[Opening Given data section]

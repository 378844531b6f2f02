//! cadlink CLI - export CAD assemblies as URDF
//!
//! Reads an assembly description (parts, mates, relations) as JSON, builds the
//! kinematic tree and writes a URDF file plus a mesh download manifest.

use anyhow::{Context, Result};
use clap::{Parser, Subcommand};
use std::fs;
use std::path::{Path, PathBuf};

use cadlink_graph::{build_rooted_tree, RootPolicy, TreeBuild};
use cadlink_ir::AssemblyInput;
use cadlink_kinematics::{synthesize_blocking, SynthesisConfig};
use cadlink_urdf::{write_urdf, UrdfOptions};
use tracing_subscriber::EnvFilter;

#[derive(Parser)]
#[command(name = "cadlink")]
#[command(about = "Turn CAD assemblies into URDF robot descriptions", long_about = None)]
#[command(version)]
struct Cli {
    /// Enable debug logging (RUST_LOG takes precedence)
    #[arg(short, long, global = true)]
    verbose: bool,

    #[command(subcommand)]
    command: Commands,
}

#[derive(Subcommand)]
enum Commands {
    /// Write <name>.urdf and assets.json for an assembly
    Export {
        /// Assembly JSON file
        input: PathBuf,
        /// Output directory
        #[arg(short, long)]
        output: PathBuf,
        /// Robot name (default: assembly name)
        #[arg(short, long)]
        name: Option<String>,
        /// Synthesis settings (TOML)
        #[arg(short, long)]
        config: Option<PathBuf>,
        /// Occurrence to use as the root body
        #[arg(long)]
        root: Option<String>,
        /// Mesh directory referenced from the URDF
        #[arg(long, default_value = "meshes")]
        mesh_dir: String,
    },
    /// Show the kinematic tree of an assembly
    Inspect {
        /// Assembly JSON file
        input: PathBuf,
        /// Occurrence to use as the root body
        #[arg(long)]
        root: Option<String>,
    },
}

fn main() -> Result<()> {
    let cli = Cli::parse();
    init_logging(cli.verbose);

    match cli.command {
        Commands::Export {
            input,
            output,
            name,
            config,
            root,
            mesh_dir,
        } => export(&input, &output, name, config.as_deref(), root, mesh_dir),
        Commands::Inspect { input, root } => inspect(&input, root),
    }
}

fn init_logging(verbose: bool) {
    let default = if verbose { "debug" } else { "info" };
    let filter = EnvFilter::try_from_default_env().unwrap_or_else(|_| EnvFilter::new(default));
    tracing_subscriber::fmt()
        .with_env_filter(filter)
        .with_writer(std::io::stderr)
        .init();
}

fn load_assembly(path: &Path) -> Result<AssemblyInput> {
    let json = fs::read_to_string(path)
        .with_context(|| format!("Failed to read {}", path.display()))?;
    let input = AssemblyInput::from_json(&json)
        .with_context(|| format!("Failed to parse {}", path.display()))?;
    input
        .validate()
        .with_context(|| format!("Invalid assembly {}", path.display()))?;
    Ok(input)
}

fn load_config(path: Option<&Path>) -> Result<SynthesisConfig> {
    let Some(path) = path else {
        return Ok(SynthesisConfig::default());
    };
    let text = fs::read_to_string(path)
        .with_context(|| format!("Failed to read config {}", path.display()))?;
    SynthesisConfig::from_toml_str(&text)
        .with_context(|| format!("Invalid config {}", path.display()))
}

fn root_policy(root: Option<String>) -> RootPolicy {
    root.map(RootPolicy::Explicit).unwrap_or_default()
}

fn build_tree(input: &AssemblyInput, root: Option<String>) -> Result<TreeBuild> {
    build_rooted_tree(&input.parts, &input.mates, &root_policy(root))
        .context("Failed to build kinematic tree")
}

/// Robot name from the flag, the assembly, or the input file stem.
fn robot_name(flag: Option<String>, input: &AssemblyInput, path: &Path) -> String {
    flag.filter(|n| !n.trim().is_empty())
        .or_else(|| Some(input.name.clone()).filter(|n| !n.trim().is_empty()))
        .unwrap_or_else(|| {
            path.file_stem()
                .and_then(|s| s.to_str())
                .unwrap_or("robot")
                .to_string()
        })
}

fn export(
    input_path: &Path,
    output: &Path,
    name: Option<String>,
    config: Option<&Path>,
    root: Option<String>,
    mesh_dir: String,
) -> Result<()> {
    let input = load_assembly(input_path)?;
    let config = load_config(config)?;
    let build = build_tree(&input, root)?;

    let model = synthesize_blocking(&input, &build.tree, &config)
        .context("Kinematic synthesis failed")?;
    for warning in &model.warnings {
        tracing::warn!("{}", warning);
    }

    let name = robot_name(name, &input, input_path);
    let urdf = write_urdf(&name, &model, &UrdfOptions { mesh_dir, ..Default::default() })
        .context("Failed to write URDF")?;
    let manifest = serde_json::to_string_pretty(&model.assets)?;

    fs::create_dir_all(output)
        .with_context(|| format!("Failed to create {}", output.display()))?;
    let urdf_path = output.join(format!("{name}.urdf"));
    fs::write(&urdf_path, urdf)
        .with_context(|| format!("Failed to write {}", urdf_path.display()))?;
    let manifest_path = output.join("assets.json");
    fs::write(&manifest_path, manifest)
        .with_context(|| format!("Failed to write {}", manifest_path.display()))?;

    println!("Exported {} to {}", name, urdf_path.display());
    println!("  Bodies: {}", model.bodies.len());
    println!("  Joints: {}", model.joints.len());
    println!("  Meshes: {} (see {})", model.assets.len(), manifest_path.display());
    println!(
        "  Warnings: {}",
        model.warnings.len() + build.loop_mates.len() + build.unreachable.len()
    );
    Ok(())
}

fn inspect(input_path: &Path, root: Option<String>) -> Result<()> {
    let input = load_assembly(input_path)?;
    let build = build_tree(&input, root)?;
    let mates = input.mate_table();
    let tree = &build.tree;

    println!("Assembly: {}", input.name);
    println!("  Parts: {}", input.parts.len());
    println!("  Mates: {}", input.mates.len());
    println!("  Relations: {}", input.relations.len());
    println!("\nRoot: {}", tree.root());

    if !tree.edges().is_empty() {
        println!("\nEdges:");
        for edge in tree.edges() {
            let key = edge.key();
            let mate = mates.get(&key).or_else(|| mates.get(&key.reversed()));
            let depth = tree.depth(&edge.child).unwrap_or(0);
            match mate {
                Some(mate) => println!(
                    "  {}{} -> {} ({:?} '{}')",
                    "  ".repeat(depth.saturating_sub(1)),
                    edge.parent,
                    edge.child,
                    mate.mate_type,
                    mate.name
                ),
                None => println!("  {} -> {} (no mate)", edge.parent, edge.child),
            }
        }
    }

    if !build.loop_mates.is_empty() {
        println!("\nLoop-closing mates:");
        for key in &build.loop_mates {
            println!("  {}", key);
        }
    }
    if !build.unreachable.is_empty() {
        println!("\nUnreachable parts:");
        for part in &build.unreachable {
            println!("  {}", part);
        }
    }
    if !build.ignored_mates.is_empty() {
        println!("\nIgnored mates (unknown occurrences):");
        for key in &build.ignored_mates {
            println!("  {}", key);
        }
    }

    Ok(())
}

#[cfg(test)]
mod tests {
    use super::*;

    #[test]
    fn test_cli_parses_export() {
        let cli = Cli::parse_from([
            "cadlink", "-v", "export", "arm.json", "-o", "out", "--root", "base",
        ]);
        assert!(cli.verbose);
        match cli.command {
            Commands::Export {
                input,
                output,
                root,
                mesh_dir,
                ..
            } => {
                assert_eq!(input, PathBuf::from("arm.json"));
                assert_eq!(output, PathBuf::from("out"));
                assert_eq!(root.as_deref(), Some("base"));
                assert_eq!(mesh_dir, "meshes");
            }
            Commands::Inspect { .. } => panic!("expected export"),
        }
    }

    #[test]
    fn test_root_policy_from_flag() {
        assert_eq!(root_policy(None), RootPolicy::Auto);
        assert_eq!(
            root_policy(Some("base".to_string())),
            RootPolicy::Explicit("base".to_string())
        );
    }

    #[test]
    fn test_robot_name_fallbacks() {
        let mut input = AssemblyInput {
            name: String::new(),
            document: cadlink_ir::DocumentRef {
                document_id: "d".to_string(),
                workspace_id: "w".to_string(),
            },
            parts: Default::default(),
            mates: Vec::new(),
            relations: Vec::new(),
        };
        let path = Path::new("/tmp/gripper.json");
        assert_eq!(robot_name(None, &input, path), "gripper");
        input.name = "Gripper".to_string();
        assert_eq!(robot_name(None, &input, path), "Gripper");
        assert_eq!(robot_name(Some("g2".to_string()), &input, path), "g2");
        assert_eq!(robot_name(Some(" ".to_string()), &input, path), "Gripper");
    }

    #[test]
    fn test_missing_config_gives_defaults() {
        let config = load_config(None).unwrap();
        assert_eq!(config.max_concurrency, SynthesisConfig::default().max_concurrency);
    }
}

[Closing Given data section]

- [About this task]: Return the lines of the listing where the string "EnvFilter" appears.

- [Response]:
use tracing_subscriber::EnvFilter;
    let filter = EnvFilter::try_from_default_env().unwrap_or_else(|_| EnvFilter::new(default));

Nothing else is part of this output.